§ ACTIVITY
Quote exactly and only this range of lines in the data below: the line that holds "#[clap(short, long, value_name" to the line that holds "records) was not", both included.

§ Collected data entries
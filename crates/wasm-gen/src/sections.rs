use crate::constants::SECTIONS;
use crate::encoders::{tag, write_u32};
use crate::{Encode, Error, Result, SectionMetadata, TagKind};

impl Encode for SectionMetadata {
    /// Encodes `<section id><size><element count>`.
    ///
    /// The start section holds a single function index rather than a vector,
    /// so it is rejected here.
    fn encode(&self, sink: &mut Vec<u8>) -> Result<()> {
        let id = tag(SECTIONS, TagKind::Section, &self.section)?;
        if self.section == "start" {
            log::debug!("the start section has no vector to describe");
            return Err(Error::unsupported_section(self.section.as_str()));
        }
        log::trace!(
            "encoding {} section header ({} bytes, {} entries)",
            self.section,
            self.size,
            self.vector_of_size
        );

        let mut bytes = vec![id];
        write_u32(&mut bytes, self.size)?;
        write_u32(&mut bytes, self.vector_of_size)?;
        sink.extend_from_slice(&bytes);
        Ok(())
    }
}
//! Constant tables of the WebAssembly binary format.
//!
//! Every table maps a symbolic name, as it appears in the AST, to the single
//! byte the binary format uses for it. The tables are plain `static` data so
//! they are initialized before any encoder runs and can never be written to.

/// The magic number every WebAssembly binary starts with (`\0asm`).
pub const MAGIC: [u8; 4] = *b"\0asm";

/// The canonical version field of a core module.
pub const VERSION: [u8; 4] = [0x01, 0x00, 0x00, 0x00];

/// Value types.
pub static VALTYPES: &[(&str, u8)] = &[
    ("i32", 0x7f),
    ("i64", 0x7e),
    ("f32", 0x7d),
    ("f64", 0x7c),
    ("v128", 0x7b),
];

/// Global mutability.
pub static MUTABILITIES: &[(&str, u8)] = &[("const", 0x00), ("var", 0x01)];

/// Section identifiers of a core module.
pub static SECTIONS: &[(&str, u8)] = &[
    ("custom", 0),
    ("type", 1),
    ("import", 2),
    ("func", 3),
    ("table", 4),
    ("memory", 5),
    ("global", 6),
    ("export", 7),
    ("start", 8),
    ("element", 9),
    ("code", 10),
    ("data", 11),
];

/// Export descriptor kinds.
///
/// `Mem` is the short name used by AST producers; `Memory` is accepted as
/// well.
pub static EXPORT_KINDS: &[(&str, u8)] = &[
    ("Func", 0x00),
    ("Table", 0x01),
    ("Mem", 0x02),
    ("Memory", 0x02),
    ("Global", 0x03),
];

/// Look up `name` in one of the tables of this module.
pub fn lookup(table: &[(&str, u8)], name: &str) -> Option<u8> {
    table
        .iter()
        .find(|(candidate, _)| *candidate == name)
        .map(|(_, byte)| *byte)
}
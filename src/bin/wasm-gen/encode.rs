use anyhow::{Context, Result};
use std::io::Read;
use std::path::PathBuf;
use wasm_gen::{encoders, Encode, Node};

/// Encode a list of AST nodes into binary fragments.
///
/// The input is a JSON array of nodes. Each node is encoded on its own and the
/// resulting fragments are concatenated in input order. The first node that
/// fails to encode aborts the whole run and nothing is written.
#[derive(clap::Parser)]
#[clap(after_help = "
Examples:

   To encode a call instruction and print it as hex:

          echo '[{\"type\": \"CallInstruction\", \"index\": 5}]' | wasm-gen encode --hex
")]
pub struct Opts {
    /// Input JSON file; stdin if not given or `-`.
    input: Option<PathBuf>,

    /// Emit the magic header and version field before the fragments.
    #[clap(long)]
    module_header: bool,

    /// The first byte of the version field when `--module-header` is given.
    #[clap(long, value_name = "BYTE", default_value_t = 1)]
    version_byte: u8,

    #[clap(flatten)]
    output: crate::output::OutputArg,
}

impl Opts {
    pub fn run(&self) -> Result<()> {
        let nodes = self.read_nodes()?;
        log::debug!("encoding {} nodes", nodes.len());

        let mut bytes = Vec::new();
        if self.module_header {
            bytes.extend(encoders::header());
            bytes.extend(encoders::version(self.version_byte));
        }
        for (i, node) in nodes.iter().enumerate() {
            node.encode(&mut bytes)
                .with_context(|| format!("failed to encode node {i}"))?;
        }

        self.output.write(&bytes)
    }

    fn read_nodes(&self) -> Result<Vec<Node>> {
        let (name, json) = match &self.input {
            Some(path) if path.to_str() != Some("-") => {
                let json = std::fs::read_to_string(path)
                    .with_context(|| format!("failed to read `{}`", path.display()))?;
                (path.display().to_string(), json)
            }
            _ => {
                let mut json = String::new();
                std::io::stdin()
                    .read_to_string(&mut json)
                    .context("failed to read stdin")?;
                ("<stdin>".to_string(), json)
            }
        };
        serde_json::from_str(&json).with_context(|| format!("failed to parse nodes from {name}"))
    }
}
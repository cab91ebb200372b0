use anyhow::{Context, Result};
use std::io::Write;
use std::path::PathBuf;

/// Where encoded bytes end up.
#[derive(clap::Parser)]
pub struct OutputArg {
    /// Where to write the output bytes; stdout if not given.
    #[clap(short, long, value_name = "PATH")]
    output: Option<PathBuf>,

    /// Write the bytes as lowercase hex followed by a newline.
    #[clap(long)]
    hex: bool,
}

impl OutputArg {
    pub fn write(&self, bytes: &[u8]) -> Result<()> {
        let hex;
        let data = if self.hex {
            hex = to_hex(bytes);
            hex.as_bytes()
        } else {
            bytes
        };
        match &self.output {
            Some(path) => {
                std::fs::write(path, data)
                    .with_context(|| format!("failed to write `{}`", path.display()))?;
                log::debug!("wrote {} bytes to `{}`", data.len(), path.display());
            }
            None => {
                let mut stdout = std::io::stdout().lock();
                stdout.write_all(data)?;
                stdout.flush()?;
            }
        }
        Ok(())
    }
}

fn to_hex(bytes: &[u8]) -> String {
    let mut s = bytes.iter().map(|b| format!("{b:02x}")).collect::<String>();
    s.push('\n');
    s
}
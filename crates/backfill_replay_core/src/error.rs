/// Failure taxonomy for a single replay invocation.
///
/// Every variant aborts the invocation. The `Display` output starts with the
/// taxonomy name so that runtimes which only forward a message still report
/// which kind of failure occurred.
#[derive(Debug, Clone, PartialEq, Eq, thiserror::Error)]
pub enum ReplayError {
    #[error("AuthFailure: {message}")]
    AuthFailure { message: String },

    #[error("SourceUnavailable: scan of page {page_index} failed: {message}")]
    SourceUnavailable { page_index: usize, message: String },

    #[error("InvalidCheckpoint: {reason}")]
    InvalidCheckpoint { reason: String },

    #[error("SinkFailure: page {page_index} ({record_count} records) was not accepted: {message}")]
    SinkFailure {
        page_index: usize,
        record_count: usize,
        message: String,
    },
}

#[derive(Debug, Clone, Copy, PartialEq, Eq, Hash)]
pub enum ErrorKind {
    AuthFailure,
    SourceUnavailable,
    InvalidCheckpoint,
    SinkFailure,
}

impl ErrorKind {
    pub fn as_str(self) -> &'static str {
        match self {
            Self::AuthFailure => "AuthFailure",
            Self::SourceUnavailable => "SourceUnavailable",
            Self::InvalidCheckpoint => "InvalidCheckpoint",
            Self::SinkFailure => "SinkFailure",
        }
    }
}

impl std::fmt::Display for ErrorKind {
    fn fmt(&self, f: &mut std::fmt::Formatter<'_>) -> std::fmt::Result {
        f.write_str(self.as_str())
    }
}

impl ReplayError {
    pub fn invalid_checkpoint(reason: impl Into<String>) -> Self {
        Self::InvalidCheckpoint {
            reason: reason.into(),
        }
    }

    pub fn auth_failure(message: impl Into<String>) -> Self {
        Self::AuthFailure {
            message: message.into(),
        }
    }

    pub fn kind(&self) -> ErrorKind {
        match self {
            Self::AuthFailure { .. } => ErrorKind::AuthFailure,
            Self::SourceUnavailable { .. } => ErrorKind::SourceUnavailable,
            Self::InvalidCheckpoint { .. } => ErrorKind::InvalidCheckpoint,
            Self::SinkFailure { .. } => ErrorKind::SinkFailure,
        }
    }
}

§ RESULT FOR THIS TASK
    #[clap(short, long, value_name = "PATH")]
    output: Option<PathBuf>,

    /// Write the bytes as lowercase hex followed by a newline.
    #[clap(long)]
    hex: bool,
}

impl OutputArg {
    pub fn write(&self, bytes: &[u8]) -> Result<()> {
        let hex;
        let data = if self.hex {
            hex = to_hex(bytes);
            hex.as_bytes()
        } else {
            bytes
        };
        match &self.output {
            Some(path) => {
                std::fs::write(path, data)
                    .with_context(|| format!("failed to write `{}`", path.display()))?;
                log::debug!("wrote {} bytes to `{}`", data.len(), path.display());
            }
            None => {
                let mut stdout = std::io::stdout().lock();
                stdout.write_all(data)?;
                stdout.flush()?;
            }
        }
        Ok(())
    }
}

fn to_hex(bytes: &[u8]) -> String {
    let mut s = bytes.iter().map(|b| format!("{b:02x}")).collect::<String>();
    s.push('\n');
    s
}
filename crates/backfill_replay_core/src/error.rs
/// Failure taxonomy for a single replay invocation.
///
/// Every variant aborts the invocation. The `Display` output starts with the
/// taxonomy name so that runtimes which only forward a message still report
/// which kind of failure occurred.
#[derive(Debug, Clone, PartialEq, Eq, thiserror::Error)]
pub enum ReplayError {
    #[error("AuthFailure: {message}")]
    AuthFailure { message: String },

    #[error("SourceUnavailable: scan of page {page_index} failed: {message}")]
    SourceUnavailable { page_index: usize, message: String },

    #[error("InvalidCheckpoint: {reason}")]
    InvalidCheckpoint { reason: String },

    #[error("SinkFailure: page {page_index} ({record_count} records) was not accepted: {message}")]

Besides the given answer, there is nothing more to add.